Date of Award

2022

Degree Type

Dissertation

Degree Name

Doctor of Philosophy (PhD)

Graduate Group

Epidemiology & Biostatistics

First Advisor

Maja Bucan

Second Advisor

Jennifer A. Pinto-Martin

Abstract

Autism Spectrum Disorder (ASD) is a group of heterogeneous disorders associated with hundreds of susceptibility genes or genetic risk variants of varying frequency and inheritance patterns. The prevalence of ASD in the U.S. is 1 in 44 children, with two thirds of the ASD cases without intellectual disability (ID). Previous genetic studies were often conducted in samples with both ASD with and without ID participants, revealing different genetic architecture of ASD with and without ID: ASD with ID is more associated with de novo variants while ASD without ID has a higher heritability.
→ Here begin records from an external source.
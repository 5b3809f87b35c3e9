//! Radial scene: glow, two deformed rings, a pulsing core and orbiting
//! particles, all driven by the smoothed band energies.

pub mod glow;
pub mod orb;
pub mod particles;
pub mod rings;

use nannou::prelude::*;
use rand::Rng;

use crate::audio::SmoothedBands;
use crate::utils::color::hsb;

pub use glow::BackgroundGlow;
pub use orb::Core;
pub use particles::ParticleField;
pub use rings::{InnerRing, OuterRing};

/// Side of the square drawing canvas
pub const CANVAS_SIZE: f32 = 500.0;

/// Everything a layer needs to know about the current frame
#[derive(Clone, Copy, Debug, Default)]
pub struct FrameInput {
    pub bands: SmoothedBands,
    /// Rendered frames so far (first frame is 1)
    pub frame: u64,
}

impl FrameInput {
    /// Frame counter as a float time base
    pub fn time(&self) -> f32 {
        self.frame as f32
    }
}

/// One layer of the radial scene
pub trait Layer {
    /// Advance any per-frame state
    fn update(&mut self, _input: &FrameInput) {}

    /// Draw centered on `center`
    fn draw(&self, draw: &Draw, center: Vec2, input: &FrameInput);
}

/// Draws the layers back to front over the canvas background
pub struct Renderer {
    layers: Vec<Box<dyn Layer>>,
    input: FrameInput,
}

impl Renderer {
    pub fn new() -> Self {
        Self::with_rng(&mut rand::rng())
    }

    pub fn with_rng(rng: &mut impl Rng) -> Self {
        Self {
            layers: vec![
                Box::new(BackgroundGlow),
                Box::new(OuterRing),
                Box::new(InnerRing),
                Box::new(Core),
                Box::new(ParticleField::new(rng)),
            ],
            input: FrameInput::default(),
        }
    }

    pub fn update(&mut self, bands: SmoothedBands, frame: u64) {
        self.input = FrameInput { bands, frame };
        for layer in &mut self.layers {
            layer.update(&self.input);
        }
    }

    pub fn draw(&self, draw: &Draw, canvas: Rect) {
        draw.rect()
            .xy(canvas.xy())
            .wh(canvas.wh())
            .color(hsb(0.0, 0.0, 4.0));

        for layer in &self.layers {
            layer.draw(draw, canvas.xy(), &self.input);
        }
    }
}

impl Default for Renderer {
    fn default() -> Self {
        Self::new()
    }
}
In addition to ID, other comorbidities including sleep disturbances and metabolic dysfunction were reported in ASD. To further explore the genetic architecture of ASD, especially ASD without ID, we performed an integrative analysis to evaluate the joint contributions of common and rare single-nucleotide variants, small insertions and deletions, and rare copy number variants (CNVs) to the risk of ASD in a new Penn-based collection of ASD without ID probands and family members (Autism Spectrum Program of Excellence (ASPE) collection). We showed in ASPE families, both common and rare variants contributed to ASD and quantitative autistic traits measured by the Social Responsiveness Scale. We also explored a spectrum of phenotypes associated with NRXN1: a known ASD associated trans-synaptic gene. The analysis of the Penn Medicine Biobank identified NRXN1 CNV carriers and found preliminary evidence that NRXN1 CNVs are associated with decreased cholesterol level, which could help explain metabolic dysfunction in ASD. Finally, since mating pattern determines the genetic structure of a population, we investigated assortative mating in ASD with and without ID families in two ASD collections: Simons Foundation Powering Autism Research for Knowledge (SPARK) and the Simons Simplex Collection (SSC). We observed similar degree of positive assortative mating in SPARK and SSC families with and without ID. This work highlighted the joint contributions of different types of genetic variants in multiple genes to the risk of ASD and presented potential gene-gene interaction models that could be studied in future experiments.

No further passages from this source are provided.